Collected data
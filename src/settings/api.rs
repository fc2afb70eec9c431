//! HTTP router for the settings module

use async_trait::async_trait;
use http::{Method, StatusCode};

use crate::http::{message_response, ModuleRouter, RouteRequest, RouteResponse};

pub struct SettingsRouter;

#[async_trait]
impl ModuleRouter for SettingsRouter {
    async fn handle(&self, request: RouteRequest) -> RouteResponse {
        match (&request.method, request.path.as_str()) {
            (&Method::GET, "/") => {
                message_response(StatusCode::OK, "Welcome to the settings module!")
            }
            _ => message_response(StatusCode::NOT_FOUND, "Not found"),
        }
    }
}

#[cfg(test)]
mod tests {
    use super::*;
    use serde_json::{json, Value};

    #[tokio::test]
    async fn root_welcomes() {
        let response = SettingsRouter
            .handle(RouteRequest::new(Method::GET, "/"))
            .await;
        assert_eq!(response.status(), StatusCode::OK);
        let body: Value = serde_json::from_slice(response.body()).unwrap();
        assert_eq!(
            body,
            json!({"ok": true, "message": "Welcome to the settings module!"})
        );
    }

    #[tokio::test]
    async fn other_paths_are_404() {
        let response = SettingsRouter
            .handle(RouteRequest::new(Method::POST, "/"))
            .await;
        assert_eq!(response.status(), StatusCode::NOT_FOUND);
    }
}
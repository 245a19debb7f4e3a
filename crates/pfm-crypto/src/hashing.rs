//! Password hashing using Argon2id.

use crate::{constants::*, errors::*};
use argon2::password_hash::SaltString;
use argon2::{Argon2, PasswordHash, PasswordHasher, PasswordVerifier};

/// Hash a password using Argon2id
///
/// # Arguments
///
/// * `password` - The password to hash
/// * `salt` - Salt string (use `generate_salt()` to create)
///
/// # Returns
///
/// PHC-formatted hash string that includes algorithm, parameters, salt, and hash
pub fn hash_password(password: &[u8], salt: &SaltString) -> Result<String> {
    let argon2 = Argon2::new(
        argon2::Algorithm::Argon2id,
        argon2_params::VERSION,
        argon2_params::get_params(),
    );

    let password_hash = argon2
        .hash_password(password, salt)
        .map_err(|e| CryptoError::Argon2Failed(e.to_string()))?;

    Ok(password_hash.to_string())
}

/// Verify a password against an Argon2id hash
///
/// # Arguments
///
/// * `password` - The password to verify
/// * `hash_str` - The PHC-formatted hash string from `hash_password`
///
/// # Returns
///
/// `Ok(())` if password matches, `Err` otherwise
pub fn verify_password(password: &[u8], hash_str: &str) -> Result<()> {
    let parsed_hash = PasswordHash::new(hash_str).map_err(|_| CryptoError::InvalidHashFormat)?;

    let argon2 = Argon2::new(
        argon2::Algorithm::Argon2id,
        argon2_params::VERSION,
        argon2_params::get_params(),
    );

    argon2
        .verify_password(password, &parsed_hash)
        .map_err(|e| CryptoError::Argon2Failed(e.to_string()))
}

/// Generate a random salt for password hashing
pub fn generate_salt() -> SaltString {
    SaltString::generate(&mut rand::thread_rng())
}

/// Securely compare two byte slices in constant time
///
/// Use when comparing secrets like presented keys or hash fragments.
pub fn constant_time_compare(a: &[u8], b: &[u8]) -> bool {
    if a.len() != b.len() {
        return false;
    }

    let mut result = 0u8;
    for (x, y) in a.iter().zip(b.iter()) {
        result |= x ^ y;
    }

    result == 0
}
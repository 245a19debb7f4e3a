//! Registration flow tests: key gate and cross-entity uniqueness.

use super::helpers::*;
use crate::errors::IdentityCoreError;
use crate::traits::IdentityDirectory;
use crate::types::KeyRejection;

#[tokio::test]
async fn test_register_user_persists_record() {
    let (service, _clock, _temp_dir) = create_test_service();

    let user = service
        .register_user("New User".to_string(), "new@test.com".to_string(), "validpass123")
        .await
        .unwrap();

    assert_eq!(user.name, "New User");
    assert_eq!(user.email, "new@test.com");
    assert_eq!(user.created_at, T0);

    let stored = service.get_user("new@test.com").await.unwrap();
    assert_eq!(stored.id, user.id);
    assert_eq!(stored.name, "New User");
}

#[tokio::test]
async fn test_password_is_hashed_not_stored_raw() {
    let (service, _clock, _temp_dir) = create_test_service();

    let user = service
        .register_user("Carol".to_string(), "carol@x.com".to_string(), "pw")
        .await
        .unwrap();

    assert!(user.password_hash.starts_with("$argon2id$"));
    assert_ne!(user.password_hash, "pw");
    pfm_crypto::verify_password(b"pw", &user.password_hash).unwrap();
}

#[tokio::test]
async fn test_duplicate_user_registration_conflicts() {
    let (service, _clock, _temp_dir) = create_test_service();

    service
        .register_user("Carol".to_string(), "carol@x.com".to_string(), "pw")
        .await
        .unwrap();

    let result = service
        .register_user("Other Carol".to_string(), "carol@x.com".to_string(), "pw2")
        .await;
    assert!(matches!(
        result,
        Err(IdentityCoreError::EmailAlreadyInUse(email)) if email == "carol@x.com"
    ));

    // Exactly one record survives.
    let users = service.list_users().await.unwrap();
    assert_eq!(users.len(), 1);
    assert_eq!(users[0].name, "Carol");
}

#[tokio::test]
async fn test_admin_email_blocked_by_user_account() {
    let (service, _clock, _temp_dir) = create_test_service();

    service
        .register_user("Existing User".to_string(), "user@test.com".to_string(), "user123")
        .await
        .unwrap();

    service
        .issue_registration_key("KEY".to_string(), 30)
        .await
        .unwrap();

    let result = service
        .register_admin(
            "New Admin".to_string(),
            "user@test.com".to_string(),
            "admin123",
            Some("KEY"),
        )
        .await;

    // Reported as the uniqueness conflict, not as a key error.
    assert!(matches!(
        result,
        Err(IdentityCoreError::EmailAlreadyInUse(_))
    ));
}

#[tokio::test]
async fn test_user_email_blocked_by_admin_account() {
    let (service, _clock, _temp_dir) = create_test_service();

    service
        .issue_registration_key("KEY".to_string(), 30)
        .await
        .unwrap();
    service
        .register_admin(
            "Existing Admin".to_string(),
            "admin@test.com".to_string(),
            "admin123",
            Some("KEY"),
        )
        .await
        .unwrap();

    let result = service
        .register_user("New User".to_string(), "admin@test.com".to_string(), "pw")
        .await;
    assert!(matches!(
        result,
        Err(IdentityCoreError::EmailAlreadyInUse(_))
    ));
}

#[tokio::test]
async fn test_email_in_use_sees_both_collections() {
    let (service, _clock, _temp_dir) = create_test_service();

    service
        .register_user("U".to_string(), "u@x.com".to_string(), "pw")
        .await
        .unwrap();
    service
        .issue_registration_key("KEY".to_string(), 30)
        .await
        .unwrap();
    service
        .register_admin("A".to_string(), "a@x.com".to_string(), "pw", Some("KEY"))
        .await
        .unwrap();

    assert!(service.email_in_use("u@x.com").await.unwrap());
    assert!(service.email_in_use("a@x.com").await.unwrap());
    assert!(!service.email_in_use("nobody@x.com").await.unwrap());
}

#[tokio::test]
async fn test_admin_registration_mid_ttl_then_duplicate() {
    let (service, clock, _temp_dir) = create_test_service();

    // Key "ABC123" with a 30 minute TTL, presented 10 minutes in.
    service
        .issue_registration_key("ABC123".to_string(), 30)
        .await
        .unwrap();
    clock.advance_minutes(10);

    let alice = service
        .register_admin(
            "Alice".to_string(),
            "alice@x.com".to_string(),
            "pw",
            Some("ABC123"),
        )
        .await
        .unwrap();
    assert_eq!(alice.email, "alice@x.com");

    // Same valid key, same email: the conflict wins over the key gate's Ok.
    let result = service
        .register_admin(
            "Bob".to_string(),
            "alice@x.com".to_string(),
            "pw",
            Some("ABC123"),
        )
        .await;
    assert!(matches!(
        result,
        Err(IdentityCoreError::EmailAlreadyInUse(_))
    ));

    let admins = service.list_admins().await.unwrap();
    assert_eq!(admins.len(), 1);
}

#[tokio::test]
async fn test_admin_registration_without_any_key_issued() {
    let (service, _clock, _temp_dir) = create_test_service();

    let result = service
        .register_admin(
            "Admin".to_string(),
            "admin@x.com".to_string(),
            "pw",
            Some("anything"),
        )
        .await;
    assert!(matches!(
        result,
        Err(IdentityCoreError::KeyRejected(KeyRejection::NoKeyIssued))
    ));
}

#[tokio::test]
async fn test_admin_registration_with_expired_key() {
    let (service, clock, _temp_dir) = create_test_service();

    service
        .issue_registration_key("ABC123".to_string(), 30)
        .await
        .unwrap();
    clock.advance_minutes(31);

    let result = service
        .register_admin(
            "Admin".to_string(),
            "admin@x.com".to_string(),
            "pw",
            Some("ABC123"),
        )
        .await;
    assert!(matches!(
        result,
        Err(IdentityCoreError::KeyRejected(KeyRejection::Expired))
    ));
}

#[tokio::test]
async fn test_admin_registration_with_wrong_key() {
    let (service, _clock, _temp_dir) = create_test_service();

    service
        .issue_registration_key("ABC123".to_string(), 30)
        .await
        .unwrap();

    let result = service
        .register_admin(
            "Admin".to_string(),
            "admin@x.com".to_string(),
            "pw",
            Some("XYZ789"),
        )
        .await;
    assert!(matches!(
        result,
        Err(IdentityCoreError::KeyRejected(KeyRejection::Mismatch))
    ));
}

#[tokio::test]
async fn test_admin_registration_with_missing_key_field() {
    let (service, _clock, _temp_dir) = create_test_service();

    service
        .issue_registration_key("ABC123".to_string(), 30)
        .await
        .unwrap();

    // An absent key never equals an issued one.
    let result = service
        .register_admin("Admin".to_string(), "admin@x.com".to_string(), "pw", None)
        .await;
    assert!(matches!(
        result,
        Err(IdentityCoreError::KeyRejected(KeyRejection::Mismatch))
    ));
}

#[tokio::test]
async fn test_open_gate_service_skips_key_check() {
    let (service, _clock, _temp_dir) = create_open_service();

    let admin = service
        .register_admin("Admin".to_string(), "admin@x.com".to_string(), "pw", None)
        .await
        .unwrap();
    assert_eq!(admin.email, "admin@x.com");
}

#[tokio::test]
async fn test_email_comparison_is_case_sensitive() {
    let (service, _clock, _temp_dir) = create_test_service();

    // The store compares emails as exact bytes and does not normalize case,
    // so these are two distinct identities.
    service
        .register_user("Carol".to_string(), "Carol@x.com".to_string(), "pw")
        .await
        .unwrap();
    service
        .register_user("carol".to_string(), "carol@x.com".to_string(), "pw")
        .await
        .unwrap();

    assert!(!service.email_in_use("CAROL@X.COM").await.unwrap());
    assert_eq!(service.list_users().await.unwrap().len(), 2);
}
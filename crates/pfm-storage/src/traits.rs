//! Storage trait definitions.

use crate::errors::Result;
use async_trait::async_trait;
use serde::{de::DeserializeOwned, Serialize};

/// Storage interface for key-value operations
///
/// This trait abstracts the underlying storage implementation (RocksDB)
/// to enable testing with substitute implementations.
#[async_trait]
pub trait Storage: Send + Sync {
    /// Get a value by key from a column family
    ///
    /// # Returns
    ///
    /// `Ok(Some(value))` if key exists, `Ok(None)` if not found
    async fn get<K, V>(&self, cf: &str, key: &K) -> Result<Option<V>>
    where
        K: Serialize + Send + Sync,
        V: DeserializeOwned;

    /// Put a key-value pair into a column family (overwrites)
    async fn put<K, V>(&self, cf: &str, key: &K, value: &V) -> Result<()>
    where
        K: Serialize + Send + Sync,
        V: Serialize + Send + Sync;

    /// Insert a key-value pair, failing if the key is already present
    ///
    /// The existence check and the write are a single atomic step with
    /// respect to other `insert` calls on the same storage handle.
    ///
    /// # Returns
    ///
    /// `Err(StorageError::AlreadyExists)` if the key is present
    async fn insert<K, V>(&self, cf: &str, key: &K, value: &V) -> Result<()>
    where
        K: Serialize + Send + Sync,
        V: Serialize + Send + Sync;

    /// Delete a key from a column family
    async fn delete<K>(&self, cf: &str, key: &K) -> Result<()>
    where
        K: Serialize + Send + Sync;

    /// Check if a key exists in a column family
    async fn exists<K>(&self, cf: &str, key: &K) -> Result<bool>
    where
        K: Serialize + Send + Sync;

    /// Get all key-value pairs in a column family
    async fn scan_all<V>(&self, cf: &str) -> Result<Vec<(Vec<u8>, V)>>
    where
        V: DeserializeOwned;

    /// Create a new batch for atomic operations
    fn batch(&self) -> Box<dyn Batch>;
}

/// Batch interface for atomic operations
///
/// Batches allow multiple operations to be performed atomically.
///
/// Note: This trait works with pre-serialized bytes to maintain object
/// safety. Use the `BatchExt::put` and `BatchExt::delete` helpers, or
/// serialize keys/values before calling the raw methods.
///
/// Batches only need to be `Send` (not `Sync`) since they are used within a
/// single task context and not shared across threads.
#[async_trait]
pub trait Batch: Send {
    /// Put a pre-serialized key-value pair in the batch
    ///
    /// For type-safe usage, use `BatchExt::put` instead.
    fn put_raw(&mut self, cf: &str, key: Vec<u8>, value: Vec<u8>) -> Result<()>;

    /// Delete a pre-serialized key in the batch
    ///
    /// For type-safe usage, use `BatchExt::delete` instead.
    fn delete_raw(&mut self, cf: &str, key: Vec<u8>) -> Result<()>;

    /// Commit the batch atomically
    async fn commit(self: Box<Self>) -> Result<()>;

    /// Rollback the batch (drop without committing)
    fn rollback(self: Box<Self>);
}

/// Extension trait providing type-safe methods for Batch
///
/// This trait provides generic methods that serialize keys and values before
/// calling the raw methods on Batch.
pub trait BatchExt: Batch {
    /// Put a key-value pair in the batch (type-safe)
    fn put<K, V>(&mut self, cf: &str, key: &K, value: &V) -> Result<()>
    where
        K: Serialize,
        V: Serialize,
    {
        let key_bytes = serialize_key(key)?;
        let value_bytes = serialize_value(value)?;
        self.put_raw(cf, key_bytes, value_bytes)
    }

    /// Delete a key in the batch (type-safe)
    fn delete<K>(&mut self, cf: &str, key: &K) -> Result<()>
    where
        K: Serialize,
    {
        let key_bytes = serialize_key(key)?;
        self.delete_raw(cf, key_bytes)
    }
}

/// Automatically implement BatchExt for all types that implement Batch
impl<T: Batch + ?Sized> BatchExt for T {}

/// Helper function to serialize a key
pub(crate) fn serialize_key<K: Serialize>(key: &K) -> Result<Vec<u8>> {
    bincode::serialize(key).map_err(|e| crate::errors::StorageError::Serialization(e.to_string()))
}

/// Helper function to serialize a value
pub(crate) fn serialize_value<V: Serialize>(value: &V) -> Result<Vec<u8>> {
    bincode::serialize(value).map_err(|e| crate::errors::StorageError::Serialization(e.to_string()))
}

/// Helper function to deserialize a value
pub(crate) fn deserialize_value<V: DeserializeOwned>(bytes: &[u8]) -> Result<V> {
    bincode::deserialize(bytes)
        .map_err(|e| crate::errors::StorageError::Deserialization(e.to_string()))
}
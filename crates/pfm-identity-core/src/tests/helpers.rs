//! Test helpers for identity service tests.

use std::sync::Arc;

use pfm_storage::RocksDbStorage;
use tempfile::TempDir;

use crate::service::IdentityService;
use crate::traits::mocks::ManualClock;

/// Fixed test epoch; all scenarios start here.
pub const T0: u64 = 1_700_000_000;

pub type TestService = IdentityService<RocksDbStorage, ManualClock>;

/// Helper to create test storage
pub fn create_test_storage() -> (Arc<RocksDbStorage>, TempDir) {
    let temp_dir = tempfile::tempdir().unwrap();
    let db = RocksDbStorage::open(temp_dir.path()).unwrap();
    (Arc::new(db), temp_dir)
}

/// Helper to create a key-gated service with a clock frozen at `T0`
///
/// The returned clock handle shares state with the one inside the service.
pub fn create_test_service() -> (TestService, ManualClock, TempDir) {
    let (storage, temp_dir) = create_test_storage();
    let clock = ManualClock::at(T0);
    let service = IdentityService::new(storage, Arc::new(clock.clone()));
    (service, clock, temp_dir)
}

/// Helper to create a service with the admin key gate disabled
pub fn create_open_service() -> (TestService, ManualClock, TempDir) {
    let (storage, temp_dir) = create_test_storage();
    let clock = ManualClock::at(T0);
    let service = IdentityService::without_key_gate(storage, Arc::new(clock.clone()));
    (service, clock, temp_dir)
}
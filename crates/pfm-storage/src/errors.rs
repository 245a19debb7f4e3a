//! Storage error types.

use thiserror::Error;

/// Storage operation errors
#[derive(Debug, Error)]
pub enum StorageError {
    /// Database error
    #[error("Database error: {0}")]
    Database(String),

    /// Serialization error
    #[error("Serialization error: {0}")]
    Serialization(String),

    /// Deserialization error
    #[error("Deserialization error: {0}")]
    Deserialization(String),

    /// Already exists
    #[error("Key already exists")]
    AlreadyExists,

    /// Invalid column family
    #[error("Invalid column family: {0}")]
    InvalidColumnFamily(String),

    /// IO error
    #[error("IO error: {0}")]
    IoError(#[from] std::io::Error),
}

/// Result type for storage operations
pub type Result<T> = std::result::Result<T, StorageError>;
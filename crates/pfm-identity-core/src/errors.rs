//! Identity error types.

use crate::types::KeyRejection;
use thiserror::Error;

/// Identity subsystem errors
#[derive(Debug, Error)]
pub enum IdentityCoreError {
    /// Email already belongs to an admin or user account
    #[error("Email is already in use: {0}")]
    EmailAlreadyInUse(String),

    /// Presented registration key was rejected
    #[error("Registration key rejected: {0}")]
    KeyRejected(KeyRejection),

    /// No registration key has ever been issued
    #[error("No registration key found")]
    KeyNotFound,

    /// No account with the given email
    #[error("Account not found: {0}")]
    AccountNotFound(String),

    /// Storage error
    #[error("Storage error: {0}")]
    Storage(#[from] pfm_storage::StorageError),

    /// Cryptographic error
    #[error("Cryptographic error: {0}")]
    Crypto(#[from] pfm_crypto::CryptoError),
}

/// Result type for identity operations
pub type Result<T> = std::result::Result<T, IdentityCoreError>;
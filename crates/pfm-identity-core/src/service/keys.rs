//! Registration key lifecycle: issue, inspect, validate.

use crate::{errors::*, traits::Clock, types::*};
use pfm_crypto::constant_time_compare;
use pfm_storage::{Storage, CF_ADMIN_SETTINGS, SETTINGS_KEY};
use tracing::info;

use super::IdentityService;

impl<S, C> IdentityService<S, C>
where
    S: Storage + 'static,
    C: Clock + 'static,
{
    /// Replace the registration key singleton; last write wins.
    pub(crate) async fn issue_registration_key_internal(
        &self,
        new_key: String,
        ttl_minutes: u64,
    ) -> Result<AdminSettings> {
        let settings = AdminSettings {
            registration_key: new_key,
            expires_at: self.clock.now() + ttl_minutes * 60,
        };

        self.storage
            .put(CF_ADMIN_SETTINGS, &SETTINGS_KEY, &settings)
            .await?;

        info!(
            "Registration key rotated, expires_at={}",
            settings.expires_at
        );
        Ok(settings)
    }

    pub(crate) async fn current_registration_key_internal(&self) -> Result<AdminSettings> {
        self.storage
            .get(CF_ADMIN_SETTINGS, &SETTINGS_KEY)
            .await?
            .ok_or(IdentityCoreError::KeyNotFound)
    }

    /// Validate a presented key against the stored singleton.
    ///
    /// Expiry is checked lazily against the injected clock at the instant of
    /// the call; there is no background sweep. Valid iff a key exists, it is
    /// unexpired, and the presented value matches exactly.
    pub(crate) async fn validate_registration_key_internal(
        &self,
        presented_key: &str,
    ) -> Result<KeyValidation> {
        let settings: Option<AdminSettings> =
            self.storage.get(CF_ADMIN_SETTINGS, &SETTINGS_KEY).await?;

        let Some(settings) = settings else {
            return Ok(KeyValidation::Invalid(KeyRejection::NoKeyIssued));
        };

        if self.clock.now() > settings.expires_at {
            return Ok(KeyValidation::Invalid(KeyRejection::Expired));
        }

        if !constant_time_compare(
            presented_key.as_bytes(),
            settings.registration_key.as_bytes(),
        ) {
            return Ok(KeyValidation::Invalid(KeyRejection::Mismatch));
        }

        Ok(KeyValidation::Valid)
    }
}
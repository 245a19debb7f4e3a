//! Cryptographic error types.

use thiserror::Error;

/// Cryptographic operation errors
#[derive(Debug, Error)]
pub enum CryptoError {
    /// Argon2 hashing failed
    #[error("Argon2 hashing failed: {0}")]
    Argon2Failed(String),

    /// Invalid hash format
    #[error("Invalid hash format")]
    InvalidHashFormat,
}

/// Result type for cryptographic operations
pub type Result<T> = std::result::Result<T, CryptoError>;
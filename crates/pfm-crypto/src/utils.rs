//! Common utility functions.

use std::time::{SystemTime, UNIX_EPOCH};

/// Returns the current Unix timestamp in seconds.
///
/// This is the single source of truth for timestamp generation across the
/// pfm backend; services that need a substitutable time source wrap it in a
/// `Clock` implementation.
///
/// # Panics
///
/// Panics if the system time is set before the Unix epoch (January 1, 1970).
pub fn current_timestamp() -> u64 {
    SystemTime::now()
        .duration_since(UNIX_EPOCH)
        .expect("System time is before Unix epoch")
        .as_secs()
}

[BRIEF]: Would you please repeat exactly the lines above, starting at the line with "result |= x ^ y;" and stopping at the line with "async fn test_register_user_persists_record()", both included?

[OUTPUT OF THE EXERCISE]:
        result |= x ^ y;
    }

    result == 0
}
repository 245a19debb7f4e3a
//! Registration flow tests: key gate and cross-entity uniqueness.

use super::helpers::*;
use crate::errors::IdentityCoreError;
use crate::traits::IdentityDirectory;
use crate::types::KeyRejection;

#[tokio::test]
async fn test_register_user_persists_record() {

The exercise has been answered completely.